• [Problem statement] Your answer should hold every line of the records below that contains the string "virtual".

• [Listed entries]

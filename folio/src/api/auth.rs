//! JWT authentication module for the Folio API
//!
//! This module provides JWT token generation and validation. Tokens
//! carry a role claim: members upload and browse documents, operators
//! additionally reach the resource-admin endpoints.

use anyhow::{anyhow, Result};
use chrono::{Duration, Utc};
use jsonwebtoken::{decode, encode, Algorithm, DecodingKey, EncodingKey, Header, Validation};
use serde::{Deserialize, Serialize};

/// Caller role carried in the token
#[derive(Debug, Clone, Copy, PartialEq, Eq, Serialize, Deserialize)]
#[serde(rename_all = "lowercase")]
pub enum Role {
    /// Regular group member: document upload/browse/delete/restore
    Member,
    /// Privileged operator: member rights plus resource administration
    Operator,
}

/// JWT claims structure
#[derive(Debug, Serialize, Deserialize, Clone)]
pub struct Claims {
    /// Subject (user identifier)
    pub sub: String,
    /// Caller role
    pub role: Role,
    /// Issued at (timestamp)
    pub iat: i64,
    /// Expiration time (timestamp)
    pub exp: i64,
}

impl Claims {
    pub fn is_operator(&self) -> bool {
        self.role == Role::Operator
    }
}

/// JWT authentication handler
pub struct JwtAuth {
    encoding_key: EncodingKey,
    decoding_key: DecodingKey,
    validation: Validation,
}

impl JwtAuth {
    /// Create a new JWT authentication handler with a secret key
    pub fn new(secret: &str) -> Self {
        let mut validation = Validation::new(Algorithm::HS256);
        validation.validate_exp = true;

        Self {
            encoding_key: EncodingKey::from_secret(secret.as_bytes()),
            decoding_key: DecodingKey::from_secret(secret.as_bytes()),
            validation,
        }
    }

    /// Generate a JWT token for a user
    ///
    /// # Arguments
    /// * `user_id` - The user identifier
    /// * `role` - Role embedded in the token
    /// * `expires_in_hours` - Token expiration time in hours (default: 24)
    pub fn generate_token(
        &self,
        user_id: &str,
        role: Role,
        expires_in_hours: Option<i64>,
    ) -> Result<String> {
        let now = Utc::now();
        let expires_in = expires_in_hours.unwrap_or(24);
        let exp = now + Duration::hours(expires_in);

        let claims = Claims {
            sub: user_id.to_string(),
            role,
            iat: now.timestamp(),
            exp: exp.timestamp(),
        };

        let token = encode(&Header::default(), &claims, &self.encoding_key)
            .map_err(|e| anyhow!("Failed to generate token: {}", e))?;

        Ok(token)
    }

    /// Validate a JWT token and extract claims
    pub fn validate_token(&self, token: &str) -> Result<Claims> {
        let token_data = decode::<Claims>(token, &self.decoding_key, &self.validation)
            .map_err(|e| anyhow!("Invalid token: {}", e))?;

        Ok(token_data.claims)
    }

    /// Extract token from Authorization header (Bearer token)
    pub fn extract_bearer_token(auth_header: &str) -> Result<String> {
        if !auth_header.starts_with("Bearer ") {
            return Err(anyhow!("Invalid authorization header format"));
        }

        let token = auth_header.trim_start_matches("Bearer ").trim();
        if token.is_empty() {
            return Err(anyhow!("Empty token"));
        }

        Ok(token.to_string())
    }
}
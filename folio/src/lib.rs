pub mod api;
pub mod config;
pub mod files;

pub use api::{ApiServer, AuthState, JwtAuth, Role};
pub use config::AppConfig;
//! Integration tests for the WebSocket/STOMP link.
//!
//! Each test runs a scripted single-connection broker on a local port and
//! drives a real [`StompLink`] against it.

#![cfg(feature = "transport")]

use std::time::Duration;

use futures_util::{SinkExt, StreamExt};
use huddle_client::{
    LinkHandle, LinkState,
    transport::{LinkConfig, LinkEvent, StompLink},
};
use huddle_proto::{
    Message, MsgType, OutboundFrame, SenderRef, StompCommand, StompFrame,
    stomp::{room_send_destination, room_topic},
};
use tokio::{
    net::{TcpListener, TcpStream},
    sync::{mpsc, oneshot},
    time::timeout,
};
use tokio_tungstenite::{WebSocketStream, accept_async, tungstenite::Message as WsMessage};

type Broker = WebSocketStream<TcpStream>;

async fn listen() -> (TcpListener, String) {
    let listener = TcpListener::bind("127.0.0.1:0").await.unwrap();
    let url = format!("ws://{}/ws", listener.local_addr().unwrap());
    (listener, url)
}

async fn accept(listener: &TcpListener) -> Broker {
    let (stream, _) = listener.accept().await.unwrap();
    accept_async(stream).await.unwrap()
}

async fn read_frame(ws: &mut Broker) -> StompFrame {
    loop {
        match ws.next().await.unwrap().unwrap() {
            WsMessage::Text(text) => return StompFrame::decode(&text).unwrap(),
            _ => continue,
        }
    }
}

async fn write_frame(ws: &mut Broker, frame: StompFrame) {
    ws.send(WsMessage::Text(frame.encode())).await.unwrap();
}

async fn next_event(rx: &mut mpsc::UnboundedReceiver<LinkEvent>) -> LinkEvent {
    timeout(Duration::from_secs(5), rx.recv()).await.unwrap().unwrap()
}

fn chat(id: u64) -> Message {
    Message {
        id,
        room_id: 5,
        sender: SenderRef::human(7),
        content: format!("hello {id}"),
        created_at: 1_700_000_000_000,
        reply_to: None,
        msg_type: MsgType::Text,
    }
}

#[tokio::test]
async fn link_subscribes_receives_and_sends() {
    let (listener, url) = listen().await;
    let (sent_tx, sent_rx) = oneshot::channel();

    tokio::spawn(async move {
        let mut ws = accept(&listener).await;

        let connect = read_frame(&mut ws).await;
        assert_eq!(connect.command, StompCommand::Connect);
        assert_eq!(connect.header("Authorization"), Some("Bearer secret"));
        write_frame(&mut ws, StompFrame::new(StompCommand::Connected).with_header("version", "1.2"))
            .await;

        let subscribe = read_frame(&mut ws).await;
        assert_eq!(subscribe.command, StompCommand::Subscribe);
        assert_eq!(subscribe.header("destination"), Some(room_topic(5).as_str()));

        // Heart-beat, then garbage, then a real push
        ws.send(WsMessage::Text("\n".into())).await.unwrap();
        ws.send(WsMessage::Text("NOT A FRAME".into())).await.unwrap();
        let push = StompFrame::new(StompCommand::Message)
            .with_header("destination", room_topic(5))
            .with_body(chat(1).to_json().unwrap());
        write_frame(&mut ws, push).await;

        let send = read_frame(&mut ws).await;
        let _ = sent_tx.send(send);
    });

    let (events, mut rx) = mpsc::unbounded_channel();
    let link = StompLink::spawn(LinkConfig::new(url).with_token("secret"), 5, events);

    assert_eq!(next_event(&mut rx).await, LinkEvent::Up { room_id: 5 });
    assert_eq!(link.state(), LinkState::Connected);
    assert_eq!(next_event(&mut rx).await, LinkEvent::Message { room_id: 5, message: chat(1) });

    let frame = OutboundFrame {
        group_id: 5,
        sender_id: 7,
        content: "reply".into(),
        msg_type: MsgType::Text,
        create_time: 1,
        bot_id: None,
        reply_to_msg_id: Some(1),
    };
    link.transmit(&frame).unwrap();

    let sent = timeout(Duration::from_secs(5), sent_rx).await.unwrap().unwrap();
    assert_eq!(sent.command, StompCommand::Send);
    assert_eq!(sent.header("destination"), Some(room_send_destination(5).as_str()));
    assert_eq!(OutboundFrame::from_json(&sent.body).unwrap(), frame);

    assert!(matches!(next_event(&mut rx).await, LinkEvent::Down { room_id: 5, .. }));
    assert_eq!(link.state(), LinkState::Disconnected);
}

#[tokio::test]
async fn broker_error_reports_down() {
    let (listener, url) = listen().await;

    tokio::spawn(async move {
        let mut ws = accept(&listener).await;
        let _ = read_frame(&mut ws).await;
        write_frame(&mut ws, StompFrame::new(StompCommand::Error).with_header("message", "denied"))
            .await;
        let _ = ws.next().await;
    });

    let (events, mut rx) = mpsc::unbounded_channel();
    let _link = StompLink::spawn(LinkConfig::new(url), 5, events);

    let LinkEvent::Down { reason, .. } = next_event(&mut rx).await else {
        unreachable!("expected down");
    };
    assert!(reason.contains("denied"), "reason: {reason}");
}

#[tokio::test]
async fn refused_connection_reports_down() {
    let (listener, url) = listen().await;
    drop(listener);

    let (events, mut rx) = mpsc::unbounded_channel();
    let link = StompLink::spawn(LinkConfig::new(url), 5, events);

    assert!(matches!(next_event(&mut rx).await, LinkEvent::Down { room_id: 5, .. }));
    assert_eq!(link.state(), LinkState::Disconnected);
}

#[tokio::test]
async fn close_disconnects_without_down() {
    let (listener, url) = listen().await;
    let (done_tx, done_rx) = oneshot::channel();

    tokio::spawn(async move {
        let mut ws = accept(&listener).await;
        let _ = read_frame(&mut ws).await;
        write_frame(&mut ws, StompFrame::new(StompCommand::Connected)).await;
        let _ = read_frame(&mut ws).await;

        let mut commands = Vec::new();
        while let Some(Ok(WsMessage::Text(text))) = ws.next().await {
            commands.push(StompFrame::decode(&text).unwrap().command);
        }
        let _ = done_tx.send(commands);
    });

    let (events, mut rx) = mpsc::unbounded_channel();
    let link = StompLink::spawn(LinkConfig::new(url), 5, events);
    assert_eq!(next_event(&mut rx).await, LinkEvent::Up { room_id: 5 });

    link.close();
    assert_eq!(link.state(), LinkState::Disconnected);

    let commands = timeout(Duration::from_secs(5), done_rx).await.unwrap().unwrap();
    assert_eq!(commands, vec![StompCommand::Unsubscribe, StompCommand::Disconnect]);
    assert!(!matches!(timeout(Duration::from_millis(100), rx.recv()).await, Ok(Some(_))));
}
//! Environment abstraction for deterministic testing.
//!
//! Decouples session logic from system resources (time, randomness). The
//! simulation harness provides a virtual clock and seeded RNG; production
//! drivers use the system clock and OS entropy.

use std::time::Duration;

/// Abstract environment providing time, randomness, and async primitives.
///
/// Implementations MUST guarantee:
///
/// - `now()` never goes backwards
/// - Given the same seed, a simulated environment produces the same random
///   sequence
pub trait Environment: Clone + Send + Sync + 'static {
    /// The specific instant type used by this environment.
    ///
    /// Production environments use `std::time::Instant`, simulation
    /// environments use a virtual instant.
    type Instant: Copy + Ord + Send + Sync + std::ops::Sub<Output = Duration>;

    /// Current time (monotonic).
    fn now(&self) -> Self::Instant;

    /// Sleeps for the specified duration.
    ///
    /// Only driver code awaits this. Protocol logic never sleeps.
    fn sleep(&self, duration: Duration) -> impl std::future::Future<Output = ()> + Send;

    /// Fills the provided buffer with random bytes.
    fn random_bytes(&self, buffer: &mut [u8]);

    /// Wall-clock time in Unix milliseconds.
    ///
    /// Used for message creation times and telemetry timestamps, never for
    /// scheduling.
    fn wall_clock_millis(&self) -> u64;

    /// Generates a random `u64`.
    fn random_u64(&self) -> u64 {
        let mut bytes = [0u8; 8];
        self.random_bytes(&mut bytes);
        u64::from_be_bytes(bytes)
    }

    /// Uniform random duration in `[0, max]` at millisecond resolution.
    fn jitter(&self, max: Duration) -> Duration {
        let bound = max.as_millis() as u64;
        if bound == 0 {
            return Duration::ZERO;
        }
        Duration::from_millis(self.random_u64() % (bound + 1))
    }
}

/// Manually driven environment for unit tests.
#[cfg(any(test, feature = "test-utils"))]
pub mod test_utils {
    use std::{
        future::Future,
        pin::Pin,
        sync::{
            Arc,
            atomic::{AtomicU64, Ordering},
        },
        task::{Context, Poll},
        time::{Duration, Instant},
    };

    use super::Environment;

    /// Future that completes immediately.
    pub struct Ready;

    impl Future for Ready {
        type Output = ();

        fn poll(self: Pin<&mut Self>, _cx: &mut Context<'_>) -> Poll<Self::Output> {
            Poll::Ready(())
        }
    }

    /// Environment whose clock only moves when told to.
    ///
    /// Clones share the clock. Random bytes come from a counter, so every
    /// run produces the same sequence.
    #[derive(Clone)]
    pub struct MockEnv {
        start: Instant,
        offset_ms: Arc<AtomicU64>,
        counter: Arc<AtomicU64>,
    }

    impl MockEnv {
        /// Wall-clock value reported before any [`Self::advance`].
        pub const EPOCH_MILLIS: u64 = 1_700_000_000_000;

        /// Create an environment at virtual time zero.
        #[allow(clippy::disallowed_methods)]
        pub fn new() -> Self {
            Self {
                start: Instant::now(),
                offset_ms: Arc::new(AtomicU64::new(0)),
                counter: Arc::new(AtomicU64::new(0)),
            }
        }

        /// Move the clock forward.
        pub fn advance(&self, by: Duration) {
            self.offset_ms.fetch_add(by.as_millis() as u64, Ordering::SeqCst);
        }
    }

    impl Default for MockEnv {
        fn default() -> Self {
            Self::new()
        }
    }

    impl Environment for MockEnv {
        type Instant = Instant;

        fn now(&self) -> Instant {
            self.start + Duration::from_millis(self.offset_ms.load(Ordering::SeqCst))
        }

        fn sleep(&self, duration: Duration) -> impl Future<Output = ()> + Send {
            self.advance(duration);
            Ready
        }

        fn random_bytes(&self, buffer: &mut [u8]) {
            let n = self.counter.fetch_add(1, Ordering::SeqCst).wrapping_mul(0x9E37_79B9_7F4A_7C15);
            let bytes = n.to_be_bytes();
            for (i, byte) in buffer.iter_mut().enumerate() {
                *byte = bytes[i % 8];
            }
        }

        fn wall_clock_millis(&self) -> u64 {
            Self::EPOCH_MILLIS + self.offset_ms.load(Ordering::SeqCst)
        }
    }
}
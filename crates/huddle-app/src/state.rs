//! Observable message view types.
//!
//! View models for rendering the active room. They hold display-ready data
//! (resolved sender names, reply previews) so renderers never touch the
//! protocol client.

use huddle_client::{ReplyState, Roster, StoredMessage};
use huddle_proto::{MessageId, RoomId};

/// Characters of a replied-to message shown in a preview.
pub const EXCERPT_CHARS: usize = 60;

/// How the replied-to message is shown above a reply.
#[derive(Debug, Clone, PartialEq, Eq)]
pub enum ReplyPreview {
    /// Not a reply.
    None,
    /// Target is being fetched.
    Loading {
        /// Replied-to message.
        msg_id: MessageId,
    },
    /// Target is known.
    Quote {
        /// Replied-to message.
        msg_id: MessageId,
        /// Author display name.
        sender: String,
        /// Start of the content.
        excerpt: String,
    },
    /// Target could not be found.
    Unavailable {
        /// Replied-to message.
        msg_id: MessageId,
    },
}

/// A message ready for display.
#[derive(Debug, Clone, PartialEq, Eq)]
pub struct MessageView {
    /// Message ID.
    pub id: MessageId,
    /// Author display name.
    pub sender: String,
    /// Author is a chatbot.
    pub is_bot: bool,
    /// Text content.
    pub content: String,
    /// Creation time in Unix milliseconds.
    pub created_at: u64,
    /// Replied-to message preview.
    pub reply: ReplyPreview,
}

impl MessageView {
    /// Build the view of a stored message, resolving names from the roster.
    pub fn from_stored(room_id: RoomId, entry: &StoredMessage, roster: &Roster) -> Self {
        let message = entry.message();
        let sender = roster.resolve(room_id, message.sender);

        let reply = match (message.reply_to, entry.reply()) {
            (None, _) => ReplyPreview::None,
            (Some(msg_id), ReplyState::Resolved(target)) => ReplyPreview::Quote {
                msg_id,
                sender: roster.resolve(room_id, target.sender).display_name().to_string(),
                excerpt: excerpt(&target.content),
            },
            (Some(msg_id), ReplyState::Unavailable) => ReplyPreview::Unavailable { msg_id },
            (Some(msg_id), ReplyState::Pending | ReplyState::None) => {
                ReplyPreview::Loading { msg_id }
            },
        };

        Self {
            id: message.id,
            sender: sender.display_name().to_string(),
            is_bot: sender.is_bot(),
            content: message.content.clone(),
            created_at: message.created_at,
            reply,
        }
    }
}

fn excerpt(content: &str) -> String {
    let mut chars = content.chars();
    let head: String = chars.by_ref().take(EXCERPT_CHARS).collect();
    if chars.next().is_some() { format!("{head}…") } else { head }
}

#[cfg(test)]
mod tests {
    use super::*;

    #[test]
    fn long_content_is_cut() {
        let text = "x".repeat(EXCERPT_CHARS + 5);
        let cut = excerpt(&text);
        assert_eq!(cut.chars().count(), EXCERPT_CHARS + 1);
        assert!(cut.ends_with('…'));
        assert_eq!(excerpt("short"), "short");
    }
}
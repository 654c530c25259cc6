//! Client error types.

use huddle_core::LinkError;
use huddle_proto::ProtocolError;
use thiserror::Error;

use crate::ComposeError;

/// Errors returned by [`crate::Client::handle`].
///
/// None of these are fatal to the session. The caller logs or surfaces them
/// and keeps feeding events.
#[derive(Error, Debug, Clone, PartialEq, Eq)]
pub enum ClientError {
    /// Operation needs an open room
    #[error("no room is open for {operation}")]
    NoActiveRoom {
        /// Operation that was attempted
        operation: &'static str,
    },

    /// Outgoing message rejected locally
    #[error(transparent)]
    Compose(#[from] ComposeError),

    /// Link lifecycle error
    #[error("link error: {0}")]
    Link(#[from] LinkError),

    /// Malformed wire data
    #[error("protocol error: {0}")]
    Protocol(#[from] ProtocolError),
}

impl ClientError {
    /// Returns true if this error is transient and may succeed on retry.
    ///
    /// Validation and protocol errors are never transient. Sending while the
    /// link is down succeeds once it reconnects.
    pub fn is_transient(&self) -> bool {
        match self {
            Self::Link(e) => e.is_transient(),
            Self::Compose(ComposeError::NotConnected { .. }) => true,
            Self::NoActiveRoom { .. } | Self::Compose(_) | Self::Protocol(_) => false,
        }
    }
}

• [Completed task]
//! simulation harness provides a virtual clock and seeded RNG; production
    /// environments use a virtual instant.
        /// Create an environment at virtual time zero.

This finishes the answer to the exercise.